中ノ岐川 二岐沢・平ヶ岳先ノ沢
2023.8.11~13
ここ数年、お盆になると台風が来るシステムはなんなんだろうか… 2020年のお盆以降スッキリと晴れ周期がハマったお盆は来ていない… とは言っても自分が沢を初めたのは2019年なのでそもそもそんなにお盆を経験してないけど。笑
にしたってこんなにも予定がうまくハマらないなんて辛いが、天気予報に合わせてうまいこと計画するしかない。 最初は奥利根の沢に入る予定だったが、計画時時点での台風の進路的にちょっとリスキーだったので、少し短めの奥只見・中ノ岐川の最大支流である二岐沢から平ヶ岳へ詰める平ヶ岳先ノ沢へと変更した。

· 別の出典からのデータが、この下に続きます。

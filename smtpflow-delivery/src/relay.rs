//! Upstream submission.
//!
//! One pooled `lettre` transport is shared by every connection in the
//! process. The envelope sender is always the `bounce+{id}@` address so that
//! bounces can be correlated back to the message.

use std::{fmt, time::Duration};

use async_trait::async_trait;
use lettre::{
    Address, AsyncSmtpTransport, AsyncTransport, Tokio1Executor,
    address::Envelope,
    transport::smtp::{
        self, PoolConfig,
        authentication::Credentials,
        client::{Tls, TlsParameters},
        extension::ClientId,
    },
};
use serde::Deserialize;
use smtpflow_common::internal;

use crate::error::RelayError;

#[derive(Debug, Clone, Copy, Default, PartialEq, Eq, Deserialize)]
pub enum RelaySecurity {
    /// Plaintext, for relays on a trusted network.
    None,
    #[default]
    StartTls,
    /// Implicit TLS from the first byte.
    Tls,
}

impl RelaySecurity {
    const fn default_port(self) -> u16 {
        match self {
            Self::None => 25,
            Self::StartTls => 587,
            Self::Tls => 465,
        }
    }
}

const fn default_timeout_secs() -> u64 {
    30
}

const fn default_pool_size() -> u32 {
    10
}

#[derive(Clone, PartialEq, Eq, Deserialize)]
pub struct RelayConfig {
    pub host: String,
    #[serde(default)]
    pub port: Option<u16>,
    #[serde(default)]
    pub security: RelaySecurity,
    #[serde(default)]
    pub username: Option<String>,
    #[serde(default)]
    pub password: Option<String>,
    #[serde(default)]
    pub accept_invalid_certs: bool,
    /// Domain of the bounce address, also used as the EHLO name.
    pub domain: String,
    #[serde(default = "default_timeout_secs")]
    pub timeout_secs: u64,
    #[serde(default = "default_pool_size")]
    pub pool_size: u32,
}

impl fmt::Debug for RelayConfig {
    fn fmt(&self, f: &mut fmt::Formatter<'_>) -> fmt::Result {
        f.debug_struct("RelayConfig")
            .field("host", &self.host)
            .field("port", &self.port())
            .field("security", &self.security)
            .field("username", &self.username)
            .field("password", &self.password.as_ref().map(|_| "<redacted>"))
            .field("accept_invalid_certs", &self.accept_invalid_certs)
            .field("domain", &self.domain)
            .field("timeout_secs", &self.timeout_secs)
            .field("pool_size", &self.pool_size)
            .finish()
    }
}

impl RelayConfig {
    #[must_use]
    pub fn port(&self) -> u16 {
        self.port.unwrap_or_else(|| self.security.default_port())
    }

    #[must_use]
    pub const fn timeout(&self) -> Duration {
        Duration::from_secs(self.timeout_secs)
    }

    /// Credentials are only used when both halves are present.
    fn credentials(&self) -> Option<Credentials> {
        match (&self.username, &self.password) {
            (Some(user), Some(pass)) if !user.is_empty() && !pass.is_empty() => {
                Some(Credentials::new(user.clone(), pass.clone()))
            }
            _ => None,
        }
    }
}

#[derive(Debug, Clone, PartialEq, Eq)]
pub struct RelayEnvelope {
    pub sender: String,
    pub recipients: Vec<String>,
}

#[async_trait]
pub trait Relay: Send + Sync + fmt::Debug {
    /// Hand one message to the upstream. No retries.
    async fn submit(&self, envelope: &RelayEnvelope, message: &[u8]) -> Result<(), RelayError>;
}

pub struct SmtpRelay {
    transport: AsyncSmtpTransport<Tokio1Executor>,
    endpoint: String,
}

impl fmt::Debug for SmtpRelay {
    fn fmt(&self, f: &mut fmt::Formatter<'_>) -> fmt::Result {
        f.debug_struct("SmtpRelay")
            .field("endpoint", &self.endpoint)
            .finish_non_exhaustive()
    }
}

impl SmtpRelay {
    /// Build the pooled transport. No connection is made until first use.
    pub fn new(config: &RelayConfig) -> Result<Self, RelayError> {
        let tls_parameters = || {
            TlsParameters::builder(config.host.clone())
                .dangerous_accept_invalid_certs(config.accept_invalid_certs)
                .build_rustls()
                .map_err(|err| RelayError::Configuration(err.to_string()))
        };

        let tls = match config.security {
            RelaySecurity::None => Tls::None,
            RelaySecurity::StartTls => Tls::Required(tls_parameters()?),
            RelaySecurity::Tls => Tls::Wrapper(tls_parameters()?),
        };

        let mut builder = AsyncSmtpTransport::<Tokio1Executor>::builder_dangerous(&config.host)
            .port(config.port())
            .tls(tls)
            .hello_name(ClientId::Domain(config.domain.clone()))
            .timeout(Some(config.timeout()))
            .pool_config(PoolConfig::new().max_size(config.pool_size.max(1)));

        if let Some(credentials) = config.credentials() {
            builder = builder.credentials(credentials);
        }

        Ok(Self {
            transport: builder.build(),
            endpoint: format!("{}:{}", config.host, config.port()),
        })
    }

    /// `host:port` of the upstream.
    #[must_use]
    pub fn endpoint(&self) -> &str {
        &self.endpoint
    }

    /// Open a connection and say hello, to surface misconfiguration early.
    pub async fn verify(&self) -> Result<(), RelayError> {
        match self.transport.test_connection().await {
            Ok(true) => Ok(()),
            Ok(false) => Err(RelayError::Unavailable(format!(
                "{} did not accept a connection",
                self.endpoint
            ))),
            Err(err) => Err(classify(err)),
        }
    }
}

#[async_trait]
impl Relay for SmtpRelay {
    async fn submit(&self, envelope: &RelayEnvelope, message: &[u8]) -> Result<(), RelayError> {
        let sender = parse_address(&envelope.sender)?;
        let recipients = envelope
            .recipients
            .iter()
            .map(|recipient| parse_address(recipient))
            .collect::<Result<Vec<_>, _>>()?;
        let smtp_envelope = Envelope::new(Some(sender), recipients)
            .map_err(|err| RelayError::InvalidAddress(err.to_string()))?;

        let response = self
            .transport
            .send_raw(&smtp_envelope, message)
            .await
            .map_err(classify)?;

        internal!(
            level = DEBUG,
            "Upstream {} accepted message from {} with {}",
            self.endpoint,
            envelope.sender,
            response.code()
        );

        Ok(())
    }
}

fn parse_address(address: &str) -> Result<Address, RelayError> {
    address
        .parse()
        .map_err(|_| RelayError::InvalidAddress(address.to_owned()))
}

fn classify(err: smtp::Error) -> RelayError {
    if err.is_permanent() {
        RelayError::Rejected(err.to_string())
    } else {
        RelayError::Unavailable(err.to_string())
    }
}

#[cfg(test)]
#[allow(clippy::unwrap_used)]
mod tests {
    use pretty_assertions::assert_eq;

    use super::*;

    fn config(security: RelaySecurity) -> RelayConfig {
        RelayConfig {
            host: "smtp.upstream.test".into(),
            port: None,
            security,
            username: Some("relay-user".into()),
            password: Some("relay-pass".into()),
            accept_invalid_certs: false,
            domain: "bounces.test".into(),
            timeout_secs: default_timeout_secs(),
            pool_size: default_pool_size(),
        }
    }

    #[test]
    fn ports_follow_security_mode() {
        assert_eq!(config(RelaySecurity::None).port(), 25);
        assert_eq!(config(RelaySecurity::StartTls).port(), 587);
        assert_eq!(config(RelaySecurity::Tls).port(), 465);

        let mut custom = config(RelaySecurity::Tls);
        custom.port = Some(2465);
        assert_eq!(custom.port(), 2465);
    }

    #[test]
    fn credentials_need_both_halves() {
        assert!(config(RelaySecurity::None).credentials().is_some());

        let mut missing = config(RelaySecurity::None);
        missing.password = None;
        assert!(missing.credentials().is_none());

        let mut empty = config(RelaySecurity::None);
        empty.username = Some(String::new());
        assert!(empty.credentials().is_none());
    }

    #[test]
    fn debug_redacts_password() {
        let debug = format!("{:?}", config(RelaySecurity::StartTls));
        assert!(debug.contains("<redacted>"));
        assert!(!debug.contains("relay-pass"));
    }

    #[test]
    fn deserializes_from_ron() {
        let config: RelayConfig = ron::from_str(
            r#"(host: "smtp.upstream.test", security: Tls, domain: "bounces.test", pool_size: 4)"#,
        )
        .unwrap();

        assert_eq!(config.security, RelaySecurity::Tls);
        assert_eq!(config.port(), 465);
        assert_eq!(config.timeout(), Duration::from_secs(30));
        assert_eq!(config.pool_size, 4);
        assert!(config.credentials().is_none());
    }

    #[tokio::test]
    async fn transport_builds_for_every_mode() {
        for security in [RelaySecurity::None, RelaySecurity::StartTls, RelaySecurity::Tls] {
            let relay = SmtpRelay::new(&config(security)).unwrap();
            assert!(format!("{relay:?}").contains("smtp.upstream.test"));
        }
    }
}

参考記録:その空の下で。。。 たれたれなるままに ヤマレコ:kakichokoさん
二岐沢は超人気沢の恋ノ岐川の一本お隣の沢だが、あまりメジャーにならずひっそりとした沢という印象。中ノ岐川との出合いには大ナメ区間があり素晴らしい景勝である。それは林道を歩いていると必ず目立ち、その存在を認知している人は多いはずだ。

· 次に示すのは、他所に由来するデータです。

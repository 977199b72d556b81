pub mod config;
pub mod error;
pub mod logging;
pub mod status;
pub mod tracking;
pub mod traits;

pub use tracing;

#[derive(Debug, Clone, Copy, PartialEq, Eq)]
pub enum Signal {
    Shutdown,
    Finalised,
}
//! HTTP front door configuration

use std::time::Duration;

use serde::Deserialize;

/// Configuration for the tracking endpoints and the send API
#[derive(Debug, Clone, PartialEq, Eq, Deserialize)]
pub struct HttpConfig {
    /// When disabled, the HTTP server will not start.
    #[serde(default = "default_enabled")]
    pub enabled: bool,

    /// Address to bind the HTTP server
    ///
    /// Common values:
    /// - `0.0.0.0:3000` (IPv4 any address)
    /// - `[::]:3000` (IPv6 any address)
    /// - `127.0.0.1:3000` (localhost only, behind a reverse proxy)
    #[serde(default = "default_listen_address")]
    pub listen_address: String,

    /// Public base of the tracking URLs written into outbound messages.
    #[serde(default = "default_base_url")]
    pub base_url: String,

    /// Shared secret expected in `x-bounce-secret` on the bounce and spam
    /// webhooks. Without one every webhook call is rejected.
    #[serde(default)]
    pub bounce_secret: Option<String>,

    /// Take the client address from the first `X-Forwarded-For` entry.
    #[serde(default)]
    pub trust_proxy: bool,

    #[serde(default = "default_request_timeout_secs")]
    pub request_timeout_secs: u64,

    #[serde(default = "default_max_body_bytes")]
    pub max_body_bytes: usize,

    /// Tracking events waiting to be recorded before new ones are dropped.
    #[serde(default = "default_dispatcher_capacity")]
    pub dispatcher_capacity: usize,
}

impl HttpConfig {
    #[must_use]
    pub const fn request_timeout(&self) -> Duration {
        Duration::from_secs(self.request_timeout_secs)
    }
}

const fn default_enabled() -> bool {
    true
}

fn default_listen_address() -> String {
    "0.0.0.0:3000".to_string()
}

fn default_base_url() -> String {
    "http://localhost:3000".to_string()
}

const fn default_request_timeout_secs() -> u64 {
    30
}

const fn default_max_body_bytes() -> usize {
    10 * 1024 * 1024
}

const fn default_dispatcher_capacity() -> usize {
    1024
}

impl Default for HttpConfig {
    fn default() -> Self {
        Self {
            enabled: default_enabled(),
            listen_address: default_listen_address(),
            base_url: default_base_url(),
            bounce_secret: None,
            trust_proxy: false,
            request_timeout_secs: default_request_timeout_secs(),
            max_body_bytes: default_max_body_bytes(),
            dispatcher_capacity: default_dispatcher_capacity(),
        }
    }
}

#[cfg(test)]
#[allow(clippy::unwrap_used)]
mod tests {
    use pretty_assertions::assert_eq;

    use super::*;

    #[test]
    fn empty_config_uses_defaults() {
        let config: HttpConfig = ron::from_str("()").unwrap();
        assert_eq!(config, HttpConfig::default());
        assert_eq!(config.request_timeout(), Duration::from_secs(30));
        assert!(config.bounce_secret.is_none());
    }

    #[test]
    fn partial_config() {
        let config: HttpConfig = ron::from_str(
            r#"(listen_address: "127.0.0.1:8080", bounce_secret: Some("hunter2"), trust_proxy: true)"#,
        )
        .unwrap();

        assert_eq!(config.listen_address, "127.0.0.1:8080");
        assert_eq!(config.bounce_secret.as_deref(), Some("hunter2"));
        assert!(config.trust_proxy);
        assert_eq!(config.dispatcher_capacity, 1024);
    }
}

8.11 朝、銀山平の船着場で中澤さん・サワグルイと合流、今朝の気温は14℃ 、普通に寒いな。 みんな半袖短パンでブルブル震えている。
サワグルイとは沢を詰めた登山道で別れ、下山は中澤さんと恋ノ岐川を降る予定なので、一台をデポしにいく。 まず、中ノ岐川の雨池橋まで銀山平から20kmある… ちょっと前に運転したばかりだが、相変わらず遠いよね。 恋ノ岐川は雨池橋から4〜5km
途中、荒沢岳近くの平石沢がよく見えるが、極めて状態の悪い雪渓があって、すり鉢状のスラブのすごい渓相に思わず笑う。 平石沢にトライした崚くんすごいなぁ 誰か平石沢に挑んでみてください…
雨池橋の駐車スペースには車が3台ほど、釣り師のものと思われる。 林道をちょっと歩きすぐに中ノ岐川の大ナメへ降りた。

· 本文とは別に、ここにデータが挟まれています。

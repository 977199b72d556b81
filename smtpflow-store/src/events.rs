//! Message rows and the delivery event timeline.
//!
//! A message row is created once per accepted submission together with its
//! `sent` event. Engagement and delivery feedback only ever mutate the
//! denormalised flags of an existing row and append further events. Unknown
//! tracking ids are reported as [`Recorded::UnknownTracking`], never as an
//! error.

use std::{fmt, net::IpAddr};

use async_trait::async_trait;
use chrono::{DateTime, Utc};
use serde::{Deserialize, Serialize};
use smtpflow_common::tracking::TrackingId;

use crate::tenant::TenantId;

#[derive(Debug, Clone, Copy, PartialEq, Eq, Hash, PartialOrd, Ord, Serialize, Deserialize)]
#[serde(transparent)]
pub struct MessageId(pub i64);

impl fmt::Display for MessageId {
    fn fmt(&self, f: &mut fmt::Formatter<'_>) -> fmt::Result {
        write!(f, "{}", self.0)
    }
}

#[derive(Debug, Clone, Copy, PartialEq, Eq, Serialize, Deserialize)]
#[serde(rename_all = "snake_case")]
pub enum MessageStatus {
    Sent,
    Delivered,
    Bounced,
    Spam,
}

impl MessageStatus {
    #[must_use]
    pub const fn as_str(self) -> &'static str {
        match self {
            Self::Sent => "sent",
            Self::Delivered => "delivered",
            Self::Bounced => "bounced",
            Self::Spam => "spam",
        }
    }

    #[must_use]
    pub fn parse(value: &str) -> Option<Self> {
        Some(match value {
            "sent" => Self::Sent,
            "delivered" => Self::Delivered,
            "bounced" => Self::Bounced,
            "spam" => Self::Spam,
            _ => return None,
        })
    }
}

#[derive(Debug, Clone, Copy, PartialEq, Eq, Serialize, Deserialize)]
#[serde(rename_all = "snake_case")]
pub enum EventKind {
    Sent,
    Opened,
    Clicked,
    Bounced,
    Spam,
}

impl EventKind {
    #[must_use]
    pub const fn as_str(self) -> &'static str {
        match self {
            Self::Sent => "sent",
            Self::Opened => "opened",
            Self::Clicked => "clicked",
            Self::Bounced => "bounced",
            Self::Spam => "spam",
        }
    }

    #[must_use]
    pub fn parse(value: &str) -> Option<Self> {
        Some(match value {
            "sent" => Self::Sent,
            "opened" => Self::Opened,
            "clicked" => Self::Clicked,
            "bounced" => Self::Bounced,
            "spam" => Self::Spam,
            _ => return None,
        })
    }
}

#[derive(Debug, Clone, Copy, Default, PartialEq, Eq, Serialize, Deserialize)]
#[serde(rename_all = "snake_case")]
pub enum BounceType {
    #[default]
    Hard,
    Soft,
}

impl BounceType {
    #[must_use]
    pub const fn as_str(self) -> &'static str {
        match self {
            Self::Hard => "hard",
            Self::Soft => "soft",
        }
    }

    /// Webhook providers send free-form classifications; anything that is
    /// not recognisably soft counts as hard.
    #[must_use]
    pub fn classify(value: &str) -> Self {
        match value.trim().to_ascii_lowercase().as_str() {
            "soft" | "transient" | "temporary" => Self::Soft,
            _ => Self::Hard,
        }
    }
}

/// What the remote party told us about itself when an event came in.
#[derive(Debug, Clone, Default, PartialEq, Eq, Serialize, Deserialize)]
pub struct ClientMetadata {
    pub ip: Option<IpAddr>,
    pub user_agent: Option<String>,
    pub referer: Option<String>,
}

/// Everything needed to create the message row for an accepted submission.
#[derive(Debug, Clone, PartialEq, Eq)]
pub struct NewMessage {
    pub tracking_id: TrackingId,
    pub tenant_id: TenantId,
    pub from_address: String,
    pub from_name: Option<String>,
    pub recipients: Vec<String>,
    pub subject: String,
    pub size: u64,
    pub peer_ip: Option<IpAddr>,
}

#[derive(Debug, Clone, PartialEq, Eq, Serialize)]
pub struct MessageRecord {
    pub id: MessageId,
    pub tracking_id: TrackingId,
    pub tenant_id: TenantId,
    pub from_address: String,
    pub from_name: Option<String>,
    pub recipients: Vec<String>,
    pub subject: String,
    pub size: u64,
    pub status: MessageStatus,
    pub peer_ip: Option<IpAddr>,
    pub created_at: DateTime<Utc>,
    pub opened: bool,
    pub opened_at: Option<DateTime<Utc>>,
    pub opened_count: u64,
    pub clicked: bool,
    pub clicked_at: Option<DateTime<Utc>>,
    pub click_count: u64,
    pub bounced_at: Option<DateTime<Utc>>,
    pub bounce_type: Option<BounceType>,
    pub bounce_message: Option<String>,
    pub spam_reported_at: Option<DateTime<Utc>>,
}

impl MessageRecord {
    pub(crate) fn new(id: MessageId, message: NewMessage, created_at: DateTime<Utc>) -> Self {
        Self {
            id,
            tracking_id: message.tracking_id,
            tenant_id: message.tenant_id,
            from_address: message.from_address,
            from_name: message.from_name,
            recipients: message.recipients,
            subject: message.subject,
            size: message.size,
            status: MessageStatus::Sent,
            peer_ip: message.peer_ip,
            created_at,
            opened: false,
            opened_at: None,
            opened_count: 0,
            clicked: false,
            clicked_at: None,
            click_count: 0,
            bounced_at: None,
            bounce_type: None,
            bounce_message: None,
            spam_reported_at: None,
        }
    }
}

#[derive(Debug, Clone, PartialEq, Serialize)]
pub struct DeliveryEvent {
    pub message_id: MessageId,
    pub kind: EventKind,
    pub at: DateTime<Utc>,
    pub ip: Option<IpAddr>,
    pub user_agent: Option<String>,
    pub payload: Option<serde_json::Value>,
}

impl DeliveryEvent {
    pub(crate) fn new(
        message_id: MessageId,
        kind: EventKind,
        at: DateTime<Utc>,
        metadata: Option<&ClientMetadata>,
        payload: Option<serde_json::Value>,
    ) -> Self {
        Self {
            message_id,
            kind,
            at,
            ip: metadata.and_then(|m| m.ip),
            user_agent: metadata.and_then(|m| m.user_agent.clone()),
            payload,
        }
    }
}

/// Outcome of a tracking-side recording call.
#[derive(Debug, Clone, Copy, PartialEq, Eq)]
pub enum Recorded {
    Recorded,
    /// A terminal event (bounce, spam) was already stamped; nothing changed.
    AlreadyRecorded,
    UnknownTracking,
}

pub(crate) fn click_payload(url: &str, metadata: &ClientMetadata) -> serde_json::Value {
    serde_json::json!({
        "url": url,
        "referer": metadata.referer,
    })
}

pub(crate) fn open_payload(metadata: &ClientMetadata) -> Option<serde_json::Value> {
    metadata
        .referer
        .as_ref()
        .map(|referer| serde_json::json!({ "referer": referer }))
}

pub(crate) fn bounce_payload(bounce_type: BounceType, message: &str) -> serde_json::Value {
    serde_json::json!({
        "bounce_type": bounce_type.as_str(),
        "bounce_message": message,
    })
}

#[async_trait]
pub trait EventRecorder: Send + Sync + fmt::Debug {
    /// Create the message row and its `sent` event in one unit.
    async fn record_sent(&self, message: NewMessage) -> crate::Result<MessageId>;

    /// Stamp `opened_at` on the first call, count every call, append an event.
    async fn record_open(
        &self,
        tracking_id: &TrackingId,
        metadata: &ClientMetadata,
    ) -> crate::Result<Recorded>;

    /// As [`EventRecorder::record_open`] for `clicked_at` / `click_count`.
    async fn record_click(
        &self,
        tracking_id: &TrackingId,
        url: &str,
        metadata: &ClientMetadata,
    ) -> crate::Result<Recorded>;

    /// The first bounce wins; duplicates leave the row and timeline untouched.
    async fn record_bounce(
        &self,
        tracking_id: &TrackingId,
        bounce_type: BounceType,
        message: &str,
    ) -> crate::Result<Recorded>;

    /// The first complaint wins, like bounces.
    async fn record_spam_complaint(&self, tracking_id: &TrackingId) -> crate::Result<Recorded>;

    async fn message(&self, tracking_id: &TrackingId) -> crate::Result<Option<MessageRecord>>;

    /// The timeline of a message, oldest first.
    async fn events(&self, message_id: MessageId) -> crate::Result<Vec<DeliveryEvent>>;
}

#[cfg(test)]
mod tests {
    use super::*;

    #[test]
    fn bounce_classification() {
        assert_eq!(BounceType::classify("soft"), BounceType::Soft);
        assert_eq!(BounceType::classify(" Transient "), BounceType::Soft);
        assert_eq!(BounceType::classify("hard"), BounceType::Hard);
        assert_eq!(BounceType::classify("mailbox-full"), BounceType::Hard);
    }

    #[test]
    fn status_round_trips_through_storage_names() {
        for status in [
            MessageStatus::Sent,
            MessageStatus::Delivered,
            MessageStatus::Bounced,
            MessageStatus::Spam,
        ] {
            assert_eq!(MessageStatus::parse(status.as_str()), Some(status));
        }
        assert_eq!(MessageStatus::parse("lost"), None);
        assert_eq!(EventKind::parse("clicked"), Some(EventKind::Clicked));
    }

    #[test]
    fn click_payload_carries_url_and_referer() {
        let metadata = ClientMetadata {
            referer: Some("https://webmail.test/".to_string()),
            ..ClientMetadata::default()
        };

        let payload = click_payload("https://example.com/a", &metadata);
        assert_eq!(payload["url"], "https://example.com/a");
        assert_eq!(payload["referer"], "https://webmail.test/");
        assert!(open_payload(&ClientMetadata::default()).is_none());
    }
}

沢に降り立つと、相当量のアブの襲来に合う。 足早に進み、二岐沢との出合いに着 ナメ同士で出合う相変わらずに美しい景色だ。 二岐沢に入り、ナメを歩くがすぐにナメは終わってしまい、ゴルジュっぽい渓相に。ちょっと泳がされたり結構水につかる感じで進むが、登れない2段8m滝では右岸のルンゼから巻いて小尾根を乗越て沢に戻った。
その後はゴルジュ状も落ち着き、黙々と進む。 並走する林道は、地理院地図記載よりもかなり奥まであるようで4回くらい橋が頭上を通過する。
途中では全く逃げないイワナを観察したり、ナメでひたひた歩いたり快適に進むが、この中流部がとにかく、ひたすら長い! 僕らは1泊で抜ける予定なので黙々と進んだが、ゆっくり2泊の行程であればこの中流部で釣りをじっくり楽しむといいと思う。
割と飽き性なポムチムとシュカさんは徐々に「うわぁナゲェ〜」「ゴル待ちだね」などと小言が出てきちゃったが、Co1060付近の滝マークではお久しぶりの大きめの滝 左岸のギリギリ歩ける岩棚バンドから小さく巻く。この辺から徐々に渓相が変わり始め、常に濡れる場面が連続する。
ジョウ沢からは本流は平ヶ岳先ノ沢へと名前を変え、明らかに発達した渓相へ。大きな釜を持つ5m滝は迷わず泳いで右壁に取り付く。超爽快! この先もゴルジュは続き、いよいよ本番って感じか!? 滝からそのまま続くゴルジュには超水圧の6m滝がある。絶妙なフットホールドで滝身左から登るが、滝の流心を潜るところで全水圧を受ける。筋肉の塊であるケーシは水圧をものともせず登ったが、続く贅肉の塊であるポムチムはザックに受ける水圧に耐えきれず、滝下まで吹っ飛ぶ! 打ち所は悪くなくてセーフ
結局ケーシにロープをもらってゴボウで登るが、小柄な人だとゴボウもちょっと怪しいレベルの水圧だった。すぐ上で巻嵓沢が出合う。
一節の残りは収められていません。